Buying a house is a significant financial decision. Just like renting, it requires preparing your budget, understanding the role of credit scores, and getting ready for various upfront costs and fees. In this article, we'll walk through the steps of buying a home, including some potential costs and requirements you'll encounter along the way.

Budgeting and importance of credit score

First, you need to figure out how much you can afford to spend on a house. A quick rule to follow is the 30% recommendation. This rule means you shouldn't spend more than 30% of your monthly income on housing costs. So, if you earn $5,000 a month, you should try to spend no more than $1,500 each month on housing costs.
A good credit score is another key part of home buying. It can affect what kinds of loans you'll get and the interest rates you'll have to pay. If your credit score is high, lenders will see you as less risky, and you'll often get better loan terms. If your credit score is low, it may be better to wait a bit until it improves before starting to look for a new home.

Getting pre-approved

Once you are ready to you start looking at homes, it's a wise idea to get pre-approved for a mortgage.
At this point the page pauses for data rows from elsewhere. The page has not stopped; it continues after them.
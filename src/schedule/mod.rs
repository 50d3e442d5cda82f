//! Rolling look-ahead scheduler: advances a time window driven by a motion
//! vector, loads the endpoint crossings the [`crate::axis::Axis`] reports
//! inside that window, and fires callbacks at the correct instants
//! (spec.md §4.5).

mod error;

pub use error::ScheduleError;

use std::cell::RefCell;
use std::fmt::Debug;
use std::hash::Hash;
use std::marker::PhantomData;
use std::rc::Rc;

use crate::axis::Axis;
use crate::cue::Cue;
use crate::events::{CallbackRegistry, Handle};
use crate::interval::{Endpoint, Interval, Side};
use crate::motion::{Clock, MotionMath, MotionVector, TimingSource};


/// Look-ahead window length and the tangent-detection epsilon (spec §3/§4.5).
#[derive(Debug, Clone, Copy)]
pub struct ScheduleConfig {
    pub lookahead: f64,
    /// Velocity magnitude below which a crossing at an acceleration vertex
    /// is treated as a tangent touch rather than a crossing.
    pub tangent_epsilon: f64,
}

impl Default for ScheduleConfig {
    fn default() -> Self {
        Self {
            lookahead: 5.0,
            tangent_epsilon: 1e-9,
        }
    }
}

/// One scheduled crossing of a cue endpoint by the moving point
/// (spec §3's `{ts_endpoint, cue, direction}`, `direction` expressed here
/// as the crossed [`Endpoint`]'s [`Side`]).
#[derive(Debug, Clone)]
pub struct ScheduleEvent<K, V> {
    pub ts_endpoint: f64,
    pub cue: Cue<K, V>,
    pub endpoint: Endpoint,
}

/// Rolling look-ahead scheduler bound to a motion vector, a clock/timing
/// source pair, and a shared [`Axis`] (spec §4.5/§6).
pub struct Schedule<K, V, C, T, M> {
    axis: Rc<RefCell<Axis<K, V>>>,
    clock: C,
    timing: T,
    config: ScheduleConfig,
    vector: Option<MotionVector>,
    time_interval: Option<Interval>,
    #[allow(dead_code)]
    pos_interval: Option<Interval>,
    queue: Vec<ScheduleEvent<K, V>>,
    minimum_ts_endpoint: f64,
    timer_armed: bool,
    callbacks: CallbackRegistry<dyn FnMut(&[ScheduleEvent<K, V>])>,
    _math: PhantomData<M>,
}

impl<K, V, C, T, M> Schedule<K, V, C, T, M>
where
    K: Eq + Hash + Clone + Debug,
    V: Clone + Debug + PartialEq,
    C: Clock,
    T: TimingSource,
    M: MotionMath,
{
    pub fn new(axis: Rc<RefCell<Axis<K, V>>>, clock: C, timing: T, config: ScheduleConfig) -> Self {
        Self {
            axis,
            clock,
            timing,
            config,
            vector: None,
            time_interval: None,
            pos_interval: None,
            queue: Vec::new(),
            minimum_ts_endpoint: f64::NEG_INFINITY,
            timer_armed: false,
            callbacks: CallbackRegistry::new(),
            _math: PhantomData,
        }
    }

    pub fn add_callback(&mut self, handler: Box<dyn FnMut(&[ScheduleEvent<K, V>])>) -> Handle {
        self.callbacks.add(handler)
    }

    pub fn del_callback(&mut self, handle: Handle) -> bool {
        self.callbacks.remove(handle)
    }

    /// Resets all scheduling state and replans from `v` (spec §4.5:
    /// clears the existing timer, resets state, and restarts the cycle if
    /// the new motion is moving).
    pub fn set_vector(&mut self, v: MotionVector) -> Result<(), ScheduleError> {
        if v.has_nan() {
            return Err(ScheduleError::NaNMotion);
        }
        self.timer_armed = false;
        self.time_interval = None;
        self.pos_interval = None;
        self.queue.clear();
        self.minimum_ts_endpoint = f64::NEG_INFINITY;
        self.vector = Some(v);

        if M::is_moving(&v) {
            self.cycle()?;
        }
        Ok(())
    }

    /// `advance` + `load` + `filter` + `push` (spec §4.5 steps 1-4).
    fn cycle(&mut self) -> Result<(), ScheduleError> {
        let Some(v) = self.vector else { return Ok(()) };
        let now = self.clock.now();

        let needs_advance = match self.time_interval {
            None => true,
            // Strictly past, not at-or-past: an event timestamped exactly
            // at the window's upper bound is still loaded by the current
            // window (see `MotionMath::endpoint_crossings`'s inclusive
            // bound) and gets one more `tick` to be popped as due before
            // the window rolls forward.
            Some(window) => now > window.high(),
        };
        if !needs_advance {
            return Ok(());
        }

        if self.timer_armed {
            return Err(ScheduleError::IllegalState("cycle invoked while a timer was already armed"));
        }

        let window = Interval::new(now, now + self.config.lookahead, true, false);
        let pos_window = M::position_interval(&window, &v);
        tracing::debug!(
            t_start = window.low(),
            t_end = window.high(),
            p_low = pos_window.low(),
            p_high = pos_window.high(),
            "schedule advance"
        );
        self.time_interval = Some(window);
        self.pos_interval = Some(pos_window);
        self.queue.clear();

        let points = self.axis.borrow().get_cue_points_by_interval(&pos_window);
        let (_, range_leave_ts) = M::range_intersect(&v, self.timing.range());
        let min_ts = window.low().max(self.minimum_ts_endpoint);

        for (point, cue) in points {
            let Some(civ) = cue.interval else { continue };
            let crossings = M::endpoint_crossings(&window, &v, &[point]);
            for (ts, _value) in crossings {
                if ts >= range_leave_ts {
                    continue;
                }
                if ts < min_ts {
                    tracing::warn!(ts, key = ?cue.key, "dropping late cue crossing before minimum_ts_endpoint");
                    continue;
                }

                let (_, velocity_at_ts) = v.at(ts);
                if v.acceleration != 0.0 && velocity_at_ts.abs() < self.config.tangent_epsilon {
                    // tangent touch: the moving point reverses exactly at
                    // this endpoint without ever crossing it.
                    continue;
                }

                let side = if point == civ.low() { Side::Low } else { Side::High };
                let closed = if side == Side::Low { civ.low_closed() } else { civ.high_closed() };
                let endpoint = Endpoint::new(point, side, closed);

                self.queue.push(ScheduleEvent {
                    ts_endpoint: ts,
                    cue: cue.clone(),
                    endpoint,
                });
            }
        }

        self.queue.sort_by(|a, b| a.ts_endpoint.total_cmp(&b.ts_endpoint));
        self.timer_armed = true;
        Ok(())
    }

    /// Drains and fires every queued event whose `ts_endpoint` is at or
    /// before `now` (spec §4.5 step 5, "pop-due").
    fn pop_due(&mut self, now: f64) -> Vec<ScheduleEvent<K, V>> {
        let split = self
            .queue
            .iter()
            .position(|e| e.ts_endpoint > now)
            .unwrap_or(self.queue.len());
        self.queue.drain(0..split).collect()
    }

    /// The absolute timestamp the next timer should fire at: the earliest
    /// queued event, or the current window's upper bound if the queue is
    /// empty (spec §4.5 step 6).
    pub fn next_timeout(&self) -> Option<f64> {
        let window_end = self.time_interval.map(|w| w.high());
        let next_event = self.queue.first().map(|e| e.ts_endpoint);
        match (next_event, window_end) {
            (Some(a), Some(b)) => Some(a.min(b)),
            (Some(a), None) => Some(a),
            (None, Some(b)) => Some(b),
            (None, None) => None,
        }
    }

    /// Drives one tick of the cooperative scheduling loop: advances the
    /// window if it has expired, pops and fires due events, and re-arms
    /// for the next timeout. The caller owns the actual timer primitive
    /// (spec §1 treats it as an external collaborator) and is expected to
    /// call `tick` at (or soon after) [`Schedule::next_timeout`].
    ///
    /// A timer firing early (platform jitter) is handled by the caller
    /// simply calling `tick` again later — no events are popped before
    /// their time, and the window only advances once `now` reaches its
    /// upper bound, so an early call is a no-op re-arm rather than a
    /// premature cycle (spec §4.6).
    pub fn tick(&mut self) -> Result<Vec<ScheduleEvent<K, V>>, ScheduleError> {
        if self.vector.is_none() {
            return Ok(Vec::new());
        }

        // Pop whatever is already due in the current window first, then
        // advance: a crossing timestamped at the outgoing window's upper
        // bound must fire before that window's queue is discarded.
        let now = self.clock.now();
        let due = self.pop_due(now);
        if !due.is_empty() {
            for cb in self.callbacks.iter_mut() {
                cb(&due);
            }
        }

        self.timer_armed = false;
        self.cycle()?;
        Ok(due)
    }

    pub fn current_window(&self) -> Option<Interval> {
        self.time_interval
    }

    pub fn queue_len(&self) -> usize {
        self.queue.len()
    }
}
This process involves providing a bank or lender with a snapshot of your financial situation. After reviewing your income, savings, and credit report, the lender can then tell you the mortgage amount for which you qualify.
Let's say you get pre-approved for $300,000. Now, here's where you need to be careful. Getting pre-approved for a certain amount doesn't mean you should automatically aim for a house in that price range. Remember the 30% rule from earlier? It suggested that if you make $5,000 a month, you should aim for total housing costs no more than $1,500 a month. Depending on your loan terms, a $300,000 mortgage could result in monthly payments higher than $1,500. In this case, despite your pre-approval amount, it would be better to aim for a less expensive house to keep your budget balanced.
Pre-approval is probably the most important step in house buying. It helps you set expectations and budget and prevents potential disappointment down the road.
Pre-approval does not cost any money and does not require that you get a loan. It helps you avoid homes that are too pricey and could save you the heartache of falling in love with a home, only to not be approved for it later. It's a smart move to make and should be done before looking for a new home.

Before you move in

Now that you have been pre-approved and have found the house you like, it is important to look at all the costs you will be required to pay before you get the keys to the house.

Down payment

Let's talk about your down payment. The down payment is the upfront amount you pay towards your home. The amount can vary based on many factors including your credit score, the type of mortgage loan, and the lender's policies.
Traditionally, a down payment of 20% was standard, like a $40,000 down payment for a $200,000 house. However, these days, it's common to see required down payments as low as 3% to 5% for conventional loans. Some special loans like VA loans for veterans and active military might even offer 0% down payments, although these are less common. So, more than likely, you will be asked to have down payment money ready before moving in.

Closing costs

In addition to the down payment, you will be asked to pay closing costs. Closing costs are the various fees you pay when getting your home loan and finalizing the home-buying process. These costs can be varied, based on the type of property you're purchasing, where it's located, and what type of loan you choose.
For example, for that $200,000 home, you may pay between $4,000 and $10,000 in closing costs (2%5% of your home price).

After you move in

After buying a home come the regular homeownership costs. Your bank or lender will require that you buy homeowner's insurance. This insurance pays for damages to your home and can provide liability coverage against accidents in the home or on the property.
If you're buying a property within a housing development, you might need to pay Homeowner Association (HOA) fees. These fees cover the upkeep of common areas and any amenities. If your neighborhood has a pool, walking trails, or nice playgrounds, your HOA fee is what pays for them.
Private Mortgage Insurance (PMI) is another required cost you might face if your down payment is less than 20% of the home’s purchase price. PMI protects the lender in case you default on your mortgage.
Finally, remember to budget for yearly property taxes. Your property tax amount is determined by your local government and is usually based on the value of your property.
Typically, your bank or lender can roll all these costs together and add them to your mortgage payment, so that you do not have to worry about paying them. This service is called escrow.

The bottom line

Buying a home is big life event, but it doesn't have to be scary. You can keep things simple by working out your budget, saving for a down payment, and remembering the extra costs for insurance and fees. Good luck with your home-buying journey!